* [WHAT THIS TASK INVOLVES] Each line of the data below containing "filter" needs to be listed.

_ _ _ _

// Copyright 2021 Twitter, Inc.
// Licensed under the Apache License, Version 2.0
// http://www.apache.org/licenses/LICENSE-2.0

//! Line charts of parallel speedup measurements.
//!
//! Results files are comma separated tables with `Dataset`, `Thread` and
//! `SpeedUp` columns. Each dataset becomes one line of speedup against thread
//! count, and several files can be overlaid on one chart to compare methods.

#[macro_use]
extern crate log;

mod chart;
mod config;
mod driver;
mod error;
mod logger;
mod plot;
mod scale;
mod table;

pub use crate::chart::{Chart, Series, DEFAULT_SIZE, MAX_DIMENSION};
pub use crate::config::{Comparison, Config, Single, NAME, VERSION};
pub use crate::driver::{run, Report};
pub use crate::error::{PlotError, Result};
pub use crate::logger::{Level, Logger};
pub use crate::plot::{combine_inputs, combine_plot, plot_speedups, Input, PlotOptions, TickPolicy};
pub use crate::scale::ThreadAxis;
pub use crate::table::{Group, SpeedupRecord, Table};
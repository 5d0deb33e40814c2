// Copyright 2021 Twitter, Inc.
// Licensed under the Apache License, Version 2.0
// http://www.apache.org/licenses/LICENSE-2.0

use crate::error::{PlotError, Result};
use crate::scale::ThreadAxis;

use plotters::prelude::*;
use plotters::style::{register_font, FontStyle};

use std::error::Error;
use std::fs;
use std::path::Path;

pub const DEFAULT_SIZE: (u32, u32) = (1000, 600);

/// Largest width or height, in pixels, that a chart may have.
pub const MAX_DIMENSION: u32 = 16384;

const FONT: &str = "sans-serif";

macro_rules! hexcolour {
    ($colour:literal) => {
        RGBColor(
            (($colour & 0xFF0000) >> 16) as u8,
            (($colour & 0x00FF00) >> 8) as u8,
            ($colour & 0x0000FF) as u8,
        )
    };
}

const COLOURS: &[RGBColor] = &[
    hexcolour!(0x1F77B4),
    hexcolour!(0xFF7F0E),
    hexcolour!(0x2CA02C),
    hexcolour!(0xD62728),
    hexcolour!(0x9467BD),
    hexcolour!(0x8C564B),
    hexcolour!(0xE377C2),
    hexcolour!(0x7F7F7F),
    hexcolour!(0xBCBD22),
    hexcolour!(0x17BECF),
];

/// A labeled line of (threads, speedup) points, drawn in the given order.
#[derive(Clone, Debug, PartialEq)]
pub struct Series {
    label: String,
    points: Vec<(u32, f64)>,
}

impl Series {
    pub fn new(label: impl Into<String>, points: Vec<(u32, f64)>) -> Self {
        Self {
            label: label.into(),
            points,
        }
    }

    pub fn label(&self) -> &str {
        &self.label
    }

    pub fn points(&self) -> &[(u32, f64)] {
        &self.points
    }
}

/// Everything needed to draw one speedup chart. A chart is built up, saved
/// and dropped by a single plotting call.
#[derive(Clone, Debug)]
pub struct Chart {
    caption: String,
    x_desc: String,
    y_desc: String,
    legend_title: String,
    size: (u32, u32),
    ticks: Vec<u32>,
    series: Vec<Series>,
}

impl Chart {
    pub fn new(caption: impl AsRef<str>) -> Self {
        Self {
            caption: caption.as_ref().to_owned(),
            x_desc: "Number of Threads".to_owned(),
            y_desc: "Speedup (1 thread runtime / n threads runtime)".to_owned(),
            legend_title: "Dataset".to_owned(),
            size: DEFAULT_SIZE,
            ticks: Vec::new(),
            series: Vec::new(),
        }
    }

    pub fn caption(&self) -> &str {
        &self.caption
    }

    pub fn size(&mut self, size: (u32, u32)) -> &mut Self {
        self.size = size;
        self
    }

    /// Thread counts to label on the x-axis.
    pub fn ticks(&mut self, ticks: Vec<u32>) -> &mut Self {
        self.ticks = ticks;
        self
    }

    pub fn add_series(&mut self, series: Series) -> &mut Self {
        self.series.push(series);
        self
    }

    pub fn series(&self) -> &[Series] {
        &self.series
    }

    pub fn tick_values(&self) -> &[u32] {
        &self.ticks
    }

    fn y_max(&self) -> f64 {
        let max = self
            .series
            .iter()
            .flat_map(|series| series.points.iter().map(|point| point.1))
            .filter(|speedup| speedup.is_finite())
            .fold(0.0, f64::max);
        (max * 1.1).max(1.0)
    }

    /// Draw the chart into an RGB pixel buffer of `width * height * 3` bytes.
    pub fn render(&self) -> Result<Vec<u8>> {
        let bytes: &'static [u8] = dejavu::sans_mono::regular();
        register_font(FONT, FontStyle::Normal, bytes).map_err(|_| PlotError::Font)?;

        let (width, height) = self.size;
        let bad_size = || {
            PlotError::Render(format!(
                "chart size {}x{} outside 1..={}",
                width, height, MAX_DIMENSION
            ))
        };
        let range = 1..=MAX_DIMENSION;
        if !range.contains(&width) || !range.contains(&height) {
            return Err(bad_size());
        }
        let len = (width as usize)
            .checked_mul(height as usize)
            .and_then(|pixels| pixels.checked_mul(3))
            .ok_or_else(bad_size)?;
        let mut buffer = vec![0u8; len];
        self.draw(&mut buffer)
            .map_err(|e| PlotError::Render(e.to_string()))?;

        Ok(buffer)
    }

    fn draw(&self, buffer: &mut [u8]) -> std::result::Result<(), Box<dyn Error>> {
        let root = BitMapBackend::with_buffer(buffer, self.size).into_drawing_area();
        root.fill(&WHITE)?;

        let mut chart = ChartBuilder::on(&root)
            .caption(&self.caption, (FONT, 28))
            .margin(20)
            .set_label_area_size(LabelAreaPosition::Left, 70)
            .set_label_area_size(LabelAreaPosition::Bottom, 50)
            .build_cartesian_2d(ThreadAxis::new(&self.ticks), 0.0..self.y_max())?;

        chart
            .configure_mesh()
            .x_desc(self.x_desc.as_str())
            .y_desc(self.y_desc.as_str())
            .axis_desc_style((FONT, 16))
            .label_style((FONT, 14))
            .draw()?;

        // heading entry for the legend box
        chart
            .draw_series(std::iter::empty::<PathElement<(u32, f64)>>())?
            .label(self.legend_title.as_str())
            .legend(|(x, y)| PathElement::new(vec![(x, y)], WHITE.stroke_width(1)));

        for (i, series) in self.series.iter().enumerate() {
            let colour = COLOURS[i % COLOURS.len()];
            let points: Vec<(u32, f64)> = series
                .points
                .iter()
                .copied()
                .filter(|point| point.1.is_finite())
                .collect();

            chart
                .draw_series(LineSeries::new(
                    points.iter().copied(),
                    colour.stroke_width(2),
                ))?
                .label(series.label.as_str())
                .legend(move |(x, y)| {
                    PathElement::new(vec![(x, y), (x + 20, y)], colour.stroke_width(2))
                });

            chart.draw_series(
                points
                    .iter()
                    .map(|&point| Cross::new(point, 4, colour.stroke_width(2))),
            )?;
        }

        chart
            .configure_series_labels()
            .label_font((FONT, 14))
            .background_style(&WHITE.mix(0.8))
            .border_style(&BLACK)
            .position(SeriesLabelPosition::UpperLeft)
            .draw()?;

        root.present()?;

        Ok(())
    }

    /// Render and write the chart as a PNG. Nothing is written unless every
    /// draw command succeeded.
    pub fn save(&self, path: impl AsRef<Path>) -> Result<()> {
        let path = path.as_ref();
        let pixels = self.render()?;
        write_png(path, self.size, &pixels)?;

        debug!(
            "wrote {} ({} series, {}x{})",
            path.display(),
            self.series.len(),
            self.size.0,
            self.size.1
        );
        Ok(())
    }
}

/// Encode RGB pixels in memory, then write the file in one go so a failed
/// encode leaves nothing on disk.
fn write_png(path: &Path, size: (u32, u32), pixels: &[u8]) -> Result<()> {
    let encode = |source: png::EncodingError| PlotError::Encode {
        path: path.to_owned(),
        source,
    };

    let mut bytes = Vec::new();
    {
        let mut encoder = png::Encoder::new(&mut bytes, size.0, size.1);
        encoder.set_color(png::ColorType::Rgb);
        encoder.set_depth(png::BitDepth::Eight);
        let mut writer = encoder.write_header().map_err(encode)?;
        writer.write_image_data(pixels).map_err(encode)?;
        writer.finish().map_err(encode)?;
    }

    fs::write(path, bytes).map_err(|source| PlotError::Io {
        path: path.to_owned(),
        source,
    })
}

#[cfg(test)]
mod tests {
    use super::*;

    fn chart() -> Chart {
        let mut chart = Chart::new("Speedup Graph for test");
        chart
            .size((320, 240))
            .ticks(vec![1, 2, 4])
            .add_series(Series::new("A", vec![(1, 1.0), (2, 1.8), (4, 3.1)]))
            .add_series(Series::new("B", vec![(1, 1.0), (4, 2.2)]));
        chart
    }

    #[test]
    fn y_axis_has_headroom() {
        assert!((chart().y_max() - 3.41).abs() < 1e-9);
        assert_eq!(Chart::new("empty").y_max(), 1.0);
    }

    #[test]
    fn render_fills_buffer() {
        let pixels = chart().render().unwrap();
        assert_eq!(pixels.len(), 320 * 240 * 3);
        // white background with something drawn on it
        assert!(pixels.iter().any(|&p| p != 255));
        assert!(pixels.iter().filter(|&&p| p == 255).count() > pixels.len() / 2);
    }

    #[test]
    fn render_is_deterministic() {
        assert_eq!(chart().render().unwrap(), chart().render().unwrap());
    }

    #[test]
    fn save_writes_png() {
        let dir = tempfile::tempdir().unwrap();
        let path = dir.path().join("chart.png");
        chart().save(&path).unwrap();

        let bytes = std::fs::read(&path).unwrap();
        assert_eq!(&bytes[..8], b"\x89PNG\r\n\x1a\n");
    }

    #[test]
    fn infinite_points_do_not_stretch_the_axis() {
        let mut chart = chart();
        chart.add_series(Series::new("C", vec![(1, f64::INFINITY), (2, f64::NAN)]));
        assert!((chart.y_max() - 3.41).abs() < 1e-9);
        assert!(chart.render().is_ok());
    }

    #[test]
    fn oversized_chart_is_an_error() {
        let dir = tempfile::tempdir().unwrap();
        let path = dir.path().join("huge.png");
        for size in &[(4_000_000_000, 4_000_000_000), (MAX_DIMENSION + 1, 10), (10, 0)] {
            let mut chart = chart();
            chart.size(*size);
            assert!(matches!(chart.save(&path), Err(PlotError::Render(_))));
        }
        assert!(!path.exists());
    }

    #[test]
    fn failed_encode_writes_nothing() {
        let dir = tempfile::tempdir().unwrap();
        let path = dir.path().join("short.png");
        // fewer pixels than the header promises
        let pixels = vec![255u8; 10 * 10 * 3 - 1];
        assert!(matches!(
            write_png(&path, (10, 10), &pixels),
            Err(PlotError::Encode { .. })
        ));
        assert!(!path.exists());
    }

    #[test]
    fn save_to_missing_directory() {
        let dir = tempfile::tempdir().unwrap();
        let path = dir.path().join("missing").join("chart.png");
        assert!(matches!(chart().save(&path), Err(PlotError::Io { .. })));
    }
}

_ _ _ _

* [FINISHED TASK]
            .filter(|speedup| speedup.is_finite())
                .filter(|point| point.1.is_finite())
        assert!(pixels.iter().filter(|&&p| p == 255).count() > pixels.len() / 2);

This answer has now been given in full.